No todo el siglo XVIII fue lo mismo para las mujeres. Con Diego de la Haya (gobernador de la provincia entre 1718 y 1727) se intensificó el control centralista borbónico en Costa Rica. La paz de Utrecht se había firmado en 1713, luego de la guerra de sucesión entre las casas Habsburgo y Borbón. En este período, la Iglesia y el Estado fijaron su atención en el valle occidental –Barva, Aserrí, Escazú– donde la distancia y las dificultades de acceso sustraían, a sus pobladores, de la mirada vigilante que las autoridades ponían sobre Cartago. Abundan, en estos años, los documentos relacionados con las irregularidades en la observación de las normas competentes a la familia.

Si no se extraviaron los expedientes, parece que la preocupación de los tribunales por el comportamiento sexual disminuyó a mediados del citado siglo. Pero al aproximarse la Revolución Francesa y en los años inmediatamente posteriores, la Iglesia, fiel guardiana de los intereses de la Monarquía y misógina a partir de san Pablo, estrecha su vigilancia sobre la sexualidad y el matrimonio: el clero interviene severamente en los vestidos, como lo podremos ver en la enérgica circular del obispo que finaliza este leve estudio.

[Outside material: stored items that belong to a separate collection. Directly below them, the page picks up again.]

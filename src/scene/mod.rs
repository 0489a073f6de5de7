//! Frame building for the display sink
//!
//! Converts the current world into flat draw primitives: a triangle-fan
//! circle for the ball, a quad per paddle, and the score labels. How they
//! are rasterized (and how the viewport is letterboxed on resize) is the
//! sink's business, not ours.

pub mod shapes;
pub mod vertex;

pub use vertex::{Vertex, colors};

use glam::Vec2;

use crate::consts::*;
use crate::sim::{GameWorld, Paddle};

/// A positioned text label; bitmap fonts belong to the sink
#[derive(Debug, Clone, PartialEq)]
pub struct TextLabel {
    pub pos: Vec2,
    pub text: String,
    pub color: [f32; 4],
}

/// Everything the display sink needs for one redraw
#[derive(Debug, Clone, Default, PartialEq)]
pub struct Frame {
    pub clear_color: [f32; 4],
    pub vertices: Vec<Vertex>,
    pub labels: Vec<TextLabel>,
}

/// Build the draw primitives for the current world
pub fn build_frame(world: &GameWorld) -> Frame {
    let mut vertices = shapes::circle(
        world.ball.pos,
        world.ball.radius,
        colors::BALL,
        BALL_SEGMENTS,
    );
    vertices.extend(paddle_quad(&world.left_paddle));
    vertices.extend(paddle_quad(&world.right_paddle));

    let labels = vec![
        score_label(world.score.left, WINDOW_WIDTH * 0.25),
        score_label(world.score.right, WINDOW_WIDTH * 0.75),
    ];

    Frame {
        clear_color: colors::BACKGROUND,
        vertices,
        labels,
    }
}

fn paddle_quad(paddle: &Paddle) -> Vec<Vertex> {
    let half = PADDLE_HEIGHT / 2.0;
    shapes::quad(
        Vec2::new(paddle.x(), paddle.y - half),
        Vec2::new(paddle.x() + PADDLE_WIDTH, paddle.y + half),
        colors::PADDLE,
    )
}

fn score_label(points: u32, x: f32) -> TextLabel {
    TextLabel {
        pos: Vec2::new(x, WINDOW_HEIGHT - 40.0),
        text: points.to_string(),
        color: colors::SCORE_TEXT,
    }
}
//! Deadline scheduler for the single-threaded event loop
//!
//! Replaces host-timer re-registration chains with an explicit
//! `schedule_after(delay, event)` queue. A scheduled event always fires;
//! there is no cancellation.

use std::cmp::Ordering;
use std::collections::BinaryHeap;
use std::thread;
use std::time::{Duration, Instant};

use super::AppEvent;

/// Time source for the loop. The system clock sleeps for real; the virtual
/// clock jumps straight to each deadline so headless runs finish instantly.
pub trait Clock {
    fn now(&self) -> Instant;

    /// Block until `deadline` (no-op if it is already past)
    fn wait_until(&mut self, deadline: Instant);
}

/// Wall-clock time. Cadence is approximately periodic, subject to host
/// scheduling jitter; drift is not compensated.
#[derive(Debug, Default)]
pub struct SystemClock;

impl Clock for SystemClock {
    fn now(&self) -> Instant {
        Instant::now()
    }

    fn wait_until(&mut self, deadline: Instant) {
        let now = Instant::now();
        if deadline > now {
            thread::sleep(deadline - now);
        }
    }
}

/// Virtual clock for tests and the headless demo
#[derive(Debug)]
pub struct VirtualClock {
    now: Instant,
}

impl VirtualClock {
    pub fn new() -> Self {
        Self {
            now: Instant::now(),
        }
    }
}

impl Default for VirtualClock {
    fn default() -> Self {
        Self::new()
    }
}

impl Clock for VirtualClock {
    fn now(&self) -> Instant {
        self.now
    }

    fn wait_until(&mut self, deadline: Instant) {
        if deadline > self.now {
            self.now = deadline;
        }
    }
}

#[derive(Debug)]
struct Entry {
    due: Instant,
    seq: u64,
    event: AppEvent,
}

// BinaryHeap is a max-heap; invert the ordering so the earliest deadline
// (then the lowest sequence number) pops first.
impl Ord for Entry {
    fn cmp(&self, other: &Self) -> Ordering {
        other.due.cmp(&self.due).then(other.seq.cmp(&self.seq))
    }
}

impl PartialOrd for Entry {
    fn partial_cmp(&self, other: &Self) -> Option<Ordering> {
        Some(self.cmp(other))
    }
}

impl PartialEq for Entry {
    fn eq(&self, other: &Self) -> bool {
        self.due == other.due && self.seq == other.seq
    }
}

impl Eq for Entry {}

/// Deadline-ordered event queue; equal deadlines dispatch in scheduling
/// order
#[derive(Debug, Default)]
pub struct Scheduler {
    heap: BinaryHeap<Entry>,
    next_seq: u64,
}

impl Scheduler {
    pub fn new() -> Self {
        Self::default()
    }

    /// Queue `event` to fire at `due`
    pub fn schedule_at(&mut self, due: Instant, event: AppEvent) {
        let seq = self.next_seq;
        self.next_seq += 1;
        self.heap.push(Entry { due, seq, event });
    }

    /// Queue `event` to fire `delay` after `now`
    pub fn schedule_after(&mut self, now: Instant, delay: Duration, event: AppEvent) {
        self.schedule_at(now + delay, event);
    }

    /// Remove and return the earliest pending event, if any
    pub fn pop(&mut self) -> Option<(Instant, AppEvent)> {
        self.heap.pop().map(|e| (e.due, e.event))
    }

    pub fn is_empty(&self) -> bool {
        self.heap.is_empty()
    }

    pub fn len(&self) -> usize {
        self.heap.len()
    }
}
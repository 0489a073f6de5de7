//! Deterministic simulation module
//!
//! All gameplay logic lives here. Fixed timestep only: one `tick` call
//! advances exactly one physics step. No platform or display dependencies.

pub mod collision;
pub mod state;
pub mod tick;

pub use collision::{PaddleHit, check_paddle_hit, resolve_wall_bounce, scored_against};
pub use state::{Ball, GameWorld, MatchPhase, Paddle, Score, Side};
pub use tick::{TickEvents, TickInput, tick};
//! Display sink seam
//!
//! The core emits draw primitives and a redraw request; everything past
//! that (window creation, rasterization, bitmap fonts, letterboxing) is the
//! host's job behind this trait.

use thiserror::Error;

use crate::scene::Frame;

/// Errors a sink may report on present; the event loop logs them and keeps
/// running
#[derive(Debug, Error)]
pub enum DisplayError {
    #[error("display surface lost")]
    SurfaceLost,
    #[error("display backend error: {0}")]
    Backend(String),
}

pub trait DisplaySink {
    /// Accept the primitives for the next redraw
    fn submit(&mut self, frame: &Frame);

    /// Request the redraw
    fn present(&mut self) -> Result<(), DisplayError>;

    /// Host window resized. The core forwards this untouched; viewport and
    /// letterboxing math happen on the sink side.
    fn resize(&mut self, width: u32, height: u32);
}

/// Sink that discards everything (headless runs)
#[derive(Debug, Default)]
pub struct NullDisplay;

impl DisplaySink for NullDisplay {
    fn submit(&mut self, _frame: &Frame) {}

    fn present(&mut self) -> Result<(), DisplayError> {
        Ok(())
    }

    fn resize(&mut self, _width: u32, _height: u32) {}
}

/// Sink that keeps the last frame and counts presents, for tests and the
/// headless demo
#[derive(Debug, Default)]
pub struct RecordingDisplay {
    pub last_frame: Option<Frame>,
    pub presented: u64,
    pub size: Option<(u32, u32)>,
}

impl DisplaySink for RecordingDisplay {
    fn submit(&mut self, frame: &Frame) {
        self.last_frame = Some(frame.clone());
    }

    fn present(&mut self) -> Result<(), DisplayError> {
        self.presented += 1;
        Ok(())
    }

    fn resize(&mut self, width: u32, height: u32) {
        self.size = Some((width, height));
    }
}

#[cfg(test)]
mod tests {
    use super::*;
    use crate::scene::build_frame;
    use crate::sim::GameWorld;

    #[test]
    fn test_recording_display_captures_frames() {
        let mut display = RecordingDisplay::default();
        let frame = build_frame(&GameWorld::new());

        display.submit(&frame);
        display.present().unwrap();
        display.resize(1024, 768);

        assert_eq!(display.last_frame.as_ref(), Some(&frame));
        assert_eq!(display.presented, 1);
        assert_eq!(display.size, Some((1024, 768)));
    }
}
//! Match state and core simulation types

use glam::Vec2;

use crate::consts::*;
use crate::playfield_center;

/// Current phase of the match
#[derive(Debug, Clone, Copy, PartialEq, Eq)]
pub enum MatchPhase {
    /// Ball frozen at center until the serve delay elapses
    Waiting,
    /// Active gameplay
    Playing,
    /// Quit requested; the event loop shuts down when it observes this
    Quit,
}

/// Which side of the court a paddle defends
#[derive(Debug, Clone, Copy, PartialEq, Eq)]
pub enum Side {
    Left,
    Right,
}

impl Side {
    /// The side that takes the point when the ball exits past this one
    pub fn opponent(self) -> Side {
        match self {
            Side::Left => Side::Right,
            Side::Right => Side::Left,
        }
    }
}

/// The ball
#[derive(Debug, Clone, Copy, PartialEq)]
pub struct Ball {
    pub pos: Vec2,
    pub vel: Vec2,
    pub radius: f32,
}

impl Ball {
    pub fn new() -> Self {
        Self {
            pos: playfield_center(),
            vel: Vec2::splat(BALL_START_SPEED),
            radius: BALL_RADIUS,
        }
    }

    /// Re-center after a point.
    ///
    /// Horizontal velocity is negated from its pre-exit value, accumulated
    /// speed included; the serve is not re-aimed at the conceding side. The
    /// vertical sign flips on the integer parity of the previous vertical
    /// speed, which is binary-biased rather than uniformly random.
    pub fn reset(&mut self) {
        self.pos = playfield_center();
        self.vel.x = -self.vel.x;
        let sign = if self.vel.y as i32 % 2 == 0 { 1.0 } else { -1.0 };
        self.vel.y = self.vel.y.abs() * sign;
    }
}

impl Default for Ball {
    fn default() -> Self {
        Self::new()
    }
}

/// One player's paddle. Horizontal placement is fixed per side; only the
/// vertical center moves.
#[derive(Debug, Clone, Copy, PartialEq)]
pub struct Paddle {
    pub side: Side,
    /// Vertical center
    pub y: f32,
}

impl Paddle {
    pub fn new(side: Side) -> Self {
        Self {
            side,
            y: WINDOW_HEIGHT / 2.0,
        }
    }

    /// Left edge of the paddle band
    pub fn x(&self) -> f32 {
        match self.side {
            Side::Left => LEFT_PADDLE_X,
            Side::Right => RIGHT_PADDLE_X,
        }
    }

    /// The face the ball bounces off, i.e. the edge toward the court center
    pub fn face_x(&self) -> f32 {
        match self.side {
            Side::Left => self.x() + PADDLE_WIDTH,
            Side::Right => self.x(),
        }
    }

    /// Move one step up (`dir` = 1.0) or down (`dir` = -1.0), saturating at
    /// the court bounds
    pub fn advance(&mut self, dir: f32) {
        let half = PADDLE_HEIGHT / 2.0;
        self.y = (self.y + dir * PADDLE_SPEED).clamp(half, WINDOW_HEIGHT - half);
    }
}

/// Points per side, incremented only when the ball exits the court
#[derive(Debug, Clone, Copy, Default, PartialEq, Eq)]
pub struct Score {
    pub left: u32,
    pub right: u32,
}

impl Score {
    pub fn award(&mut self, side: Side) {
        match side {
            Side::Left => self.left += 1,
            Side::Right => self.right += 1,
        }
    }
}

/// Complete match state, owned by the event loop and mutated only through
/// `tick` and `serve`
#[derive(Debug, Clone, PartialEq)]
pub struct GameWorld {
    pub phase: MatchPhase,
    pub ball: Ball,
    pub left_paddle: Paddle,
    pub right_paddle: Paddle,
    pub score: Score,
    /// Simulation tick counter
    pub time_ticks: u64,
}

impl GameWorld {
    pub fn new() -> Self {
        Self {
            phase: MatchPhase::Waiting,
            ball: Ball::new(),
            left_paddle: Paddle::new(Side::Left),
            right_paddle: Paddle::new(Side::Right),
            score: Score::default(),
            time_ticks: 0,
        }
    }

    /// Resume play when a serve event fires. Serve events always fire once
    /// scheduled; arriving in any other phase they do nothing.
    pub fn serve(&mut self) -> bool {
        if self.phase == MatchPhase::Waiting {
            self.phase = MatchPhase::Playing;
            true
        } else {
            false
        }
    }
}

impl Default for GameWorld {
    fn default() -> Self {
        Self::new()
    }
}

Ricas o pobres, mestizas o mulatas, con descaro o disimulo, escindidas entre la salvación del alma y las urgencias del cuerpo, las mujeres de la Colonia no cumplieron con el modelo de recato, sumisión y recogimiento que la Iglesia se esmeraba por hacer respetar. Sus rebeldías, y también sus gritos de impotencia, nos llegan desde muy lejos, desteñidos por el lenguaje protocolario de los notarios. A estas antecesoras enclavijadas entre sus deseos y la norma, entre su libre determinación y los convencionalismos, les fue muy difícil saber dónde comenzaba Dios y dónde terminaba el Diablo. Nos dejaron sus testimonios porque, demandantes o demandadas, sus vidas fueron aprisionadas en los tribunales eclesiásticos.

Algunas, pícaras, nos harán sonreír. Otras vestirán el ropaje equívoco de los escándalos, y más de alguna despertará nuestra indignación y también nuestra solidaridad. Y en todas y cada una de ellas estará reflejada la mujer contemporánea, heredera de un sistema de “valores” y sus muchos prejuicios.